Exercise goal: Where the word "RestClient" shows up in the entries below, please copy the whole line.

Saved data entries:
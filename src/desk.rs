//! Composition root: builds every desk service exactly once and hands out
//! shared handles to them.
//!
//! A [`Desk`] is opened via [`DeskBuilder`]. It owns the REST client, the
//! shared [`PushChannel`], one [`ListingStore`] per kind and the
//! [`SessionStore`], and wires them into bindings and pollers on request.

use std::sync::Arc;

use crate::auth::BearerAuth;
use crate::binding::ViewBinding;
use crate::channel::PushChannel;
use crate::client::{Filter, ListingApi, RestClient};
use crate::config::DeskConfig;
use crate::error::{ApiError, ChannelError, DeskError, ErrorDisposition, handle_api_error};
use crate::listing::RealEstateKind;
use crate::live::{ChannelConfig, ConnectionHandle};
use crate::payment::PaymentWatch;
use crate::poller::Poller;
use crate::session::{CurrentUser, SessionStore};
use crate::store::{FetchOutcome, ListingStore};

/// The services of one signed-in desk session.
///
/// `Clone` is cheap: every field is shared.
#[derive(Clone)]
pub struct Desk {
    config: DeskConfig,
    channel_config: ChannelConfig,
    auth: BearerAuth,
    api: Arc<dyn ListingApi>,
    channel: PushChannel,
    stores: [ListingStore; 3],
    session: SessionStore,
    connection: Arc<tokio::sync::Mutex<Option<ConnectionHandle>>>,
}

impl std::fmt::Debug for Desk {
    fn fmt(&self, f: &mut std::fmt::Formatter<'_>) -> std::fmt::Result {
        f.debug_struct("Desk")
            .field("config", &self.config)
            .field("channel", &self.channel)
            .field("session", &self.session.path())
            .finish_non_exhaustive()
    }
}

impl Desk {
    pub fn builder() -> DeskBuilder {
        DeskBuilder::new()
    }

    pub fn config(&self) -> &DeskConfig {
        &self.config
    }

    /// The store for `kind`.
    pub fn store(&self, kind: RealEstateKind) -> &ListingStore {
        &self.stores[kind.index()]
    }

    pub fn channel(&self) -> &PushChannel {
        &self.channel
    }

    pub fn api(&self) -> Arc<dyn ListingApi> {
        Arc::clone(&self.api)
    }

    pub fn session(&self) -> &SessionStore {
        &self.session
    }

    pub fn auth(&self) -> &BearerAuth {
        &self.auth
    }

    /// Persist a successful login and start sending its token.
    ///
    /// # Errors
    ///
    /// Returns [`DeskError::Session`] if the session file cannot be written.
    pub fn sign_in(&self, token: impl Into<String>, user: CurrentUser) -> Result<(), DeskError> {
        let token = token.into();
        self.session.sign_in(token.clone(), user)?;
        self.auth.set(token);
        Ok(())
    }

    /// Route an API failure through the shared handler. On a redirect the
    /// in-memory token is dropped and the live connection is told to stop,
    /// so [`start_live`](Self::start_live) can be called again after the
    /// next sign-in.
    pub fn handle_error(&self, err: &ApiError) -> ErrorDisposition {
        let disposition = handle_api_error(err, &self.session);
        if disposition == ErrorDisposition::RedirectToLogin {
            self.auth.clear();
            if let Ok(mut guard) = self.connection.try_lock()
                && let Some(handle) = guard.take()
            {
                tracing::info!("session rejected, closing live connection");
                handle.signal_shutdown();
            }
        }
        disposition
    }

    /// Bind the table for `kind` to the push channel as the signed-in
    /// operator.
    ///
    /// # Errors
    ///
    /// Returns [`DeskError::NotSignedIn`] if the session has no operator.
    pub fn bind(&self, kind: RealEstateKind) -> Result<ViewBinding, DeskError> {
        let user = self.session.current_user().ok_or(DeskError::NotSignedIn)?;
        Ok(ViewBinding::new(
            &self.channel,
            self.store(kind).clone(),
            user.user_id,
        ))
    }

    /// Track a subscription payment on the shared channel.
    pub fn payment_watch(&self) -> PaymentWatch {
        PaymentWatch::new(&self.channel)
    }

    /// Open the live push connection in the background.
    ///
    /// Can only be called once per `Desk`. A second call returns an error
    /// without opening another connection.
    ///
    /// # Errors
    ///
    /// Returns [`ChannelError::AlreadyStarted`] if a connection is already
    /// running, or [`ChannelError::InvalidUrl`] for a bad push URL.
    pub async fn start_live(&self) -> Result<ConnectionHandle, DeskError> {
        let mut guard = self.connection.lock().await;
        if guard.is_some() {
            return Err(ChannelError::AlreadyStarted.into());
        }
        let handle = self.channel.connect(
            &self.config.push_url,
            &self.auth,
            self.channel_config.clone(),
        )?;
        *guard = Some(handle.clone());
        Ok(handle)
    }

    /// Stop the live connection, if one was started.
    ///
    /// # Errors
    ///
    /// Returns [`ChannelError::TaskFailed`] if the connection task panicked.
    pub async fn shutdown(&self) -> Result<(), DeskError> {
        let handle = self.connection.lock().await.take();
        if let Some(handle) = handle {
            handle.shutdown().await?;
        }
        Ok(())
    }

    /// Start the new-listing timer for the table showing `kind`. Its
    /// failures go through [`handle_error`](Self::handle_error).
    ///
    /// Must be called from within a tokio runtime.
    pub fn start_polling(&self, kind: RealEstateKind) -> Poller {
        let desk = self.clone();
        Poller::spawn(
            self.store(kind).clone(),
            self.api(),
            self.config.poll_interval,
            move |e| desk.handle_error(e),
        )
    }

    /// Load `page` of `kind` with the operator's remembered filter, then
    /// refresh the total.
    ///
    /// # Errors
    ///
    /// Returns [`DeskError::Api`] after the failure has gone through
    /// [`handle_error`](Self::handle_error).
    pub async fn load_page(&self, kind: RealEstateKind, page: u32) -> Result<FetchOutcome, DeskError> {
        let filter = self.session.filter(kind).unwrap_or_default();
        self.fetch(kind, filter, page).await
    }

    /// Switch the table for `kind` to `filter`, remember it, and load its
    /// first page.
    ///
    /// # Errors
    ///
    /// Returns [`DeskError::Session`] if the filter cannot be saved, or
    /// [`DeskError::Api`] if the fetch fails.
    pub async fn apply_filter(
        &self,
        kind: RealEstateKind,
        filter: Filter,
    ) -> Result<FetchOutcome, DeskError> {
        self.session.remember_filter(kind, filter.clone())?;
        self.fetch(kind, filter, 1).await
    }

    /// Mark or unmark a listing as favourite, on the server and then locally.
    ///
    /// # Errors
    ///
    /// Returns [`DeskError::Api`] if the server rejects the change; the local
    /// record is left as it was.
    pub async fn toggle_favourite(
        &self,
        kind: RealEstateKind,
        real_estate_id: &str,
        favourite: bool,
    ) -> Result<(), DeskError> {
        if let Err(e) = self.api.set_favourite(kind, real_estate_id, favourite).await {
            self.handle_error(&e);
            return Err(e.into());
        }
        self.store(kind).set_favourite(real_estate_id, favourite);
        Ok(())
    }

    async fn fetch(
        &self,
        kind: RealEstateKind,
        filter: Filter,
        page: u32,
    ) -> Result<FetchOutcome, DeskError> {
        let store = self.store(kind);
        let outcome = match store.fetch_data(self.api.as_ref(), filter.clone(), page).await {
            Ok(outcome) => outcome,
            Err(e) => {
                self.handle_error(&e);
                return Err(e.into());
            }
        };
        if outcome == FetchOutcome::Applied
            && let Err(e) = store.fetch_count(self.api.as_ref(), &filter).await
        {
            self.handle_error(&e);
            return Err(e.into());
        }
        Ok(outcome)
    }
}

/// Builder for configuring and opening a [`Desk`].
///
/// # Examples
///
/// ```no_run
/// use realty_desk::{Desk, DeskConfig};
///
/// # fn example() -> Result<(), realty_desk::DeskError> {
/// let desk = Desk::builder()
///     .config(DeskConfig {
///         api_base_url: "https://desk.example.com".into(),
///         ..DeskConfig::default()
///     })
///     .open()?;
/// # let _ = desk;
/// # Ok(())
/// # }
/// ```
pub struct DeskBuilder {
    config: DeskConfig,
    channel_config: ChannelConfig,
    api: Option<Arc<dyn ListingApi>>,
}

impl DeskBuilder {
    /// Create a builder with [`DeskConfig::default()`].
    pub fn new() -> Self {
        Self {
            config: DeskConfig::default(),
            channel_config: ChannelConfig::default(),
            api: None,
        }
    }

    pub fn config(mut self, config: DeskConfig) -> Self {
        self.config = config;
        self
    }

    /// Set the push reconnection tuning.
    ///
    /// If not called, [`ChannelConfig::default()`] is used.
    pub fn channel_config(mut self, config: ChannelConfig) -> Self {
        self.channel_config = config;
        self
    }

    /// Use `api` instead of a [`RestClient`] built from the config.
    pub fn api(mut self, api: Arc<dyn ListingApi>) -> Self {
        self.api = Some(api);
        self
    }

    /// Load the session and build the services.
    ///
    /// No network I/O happens here.
    ///
    /// # Errors
    ///
    /// Returns [`DeskError::Session`] if the session file exists but cannot
    /// be read, or [`DeskError::Api`] if the HTTP client cannot be built.
    pub fn open(self) -> Result<Desk, DeskError> {
        let session = SessionStore::open(self.config.session_path.clone())?;
        let auth = BearerAuth::new(session.token().unwrap_or_default());
        let api = match self.api {
            Some(api) => api,
            None => Arc::new(RestClient::new(
                self.config.api_base_url.clone(),
                auth.clone(),
            )?),
        };
        tracing::debug!(
            api = %self.config.api_base_url,
            signed_in = session.current_user().is_some(),
            "desk opened"
        );

        Ok(Desk {
            config: self.config,
            channel_config: self.channel_config,
            auth,
            api,
            channel: PushChannel::new(),
            stores: RealEstateKind::ALL.map(ListingStore::new),
            session,
            connection: Arc::new(tokio::sync::Mutex::new(None)),
        })
    }
}

impl Default for DeskBuilder {
    fn default() -> Self {
        Self::new()
    }
}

Solution for this exercise:
use crate::client::{Filter, ListingApi, RestClient};
    /// Use `api` instead of a [`RestClient`] built from the config.
            None => Arc::new(RestClient::new(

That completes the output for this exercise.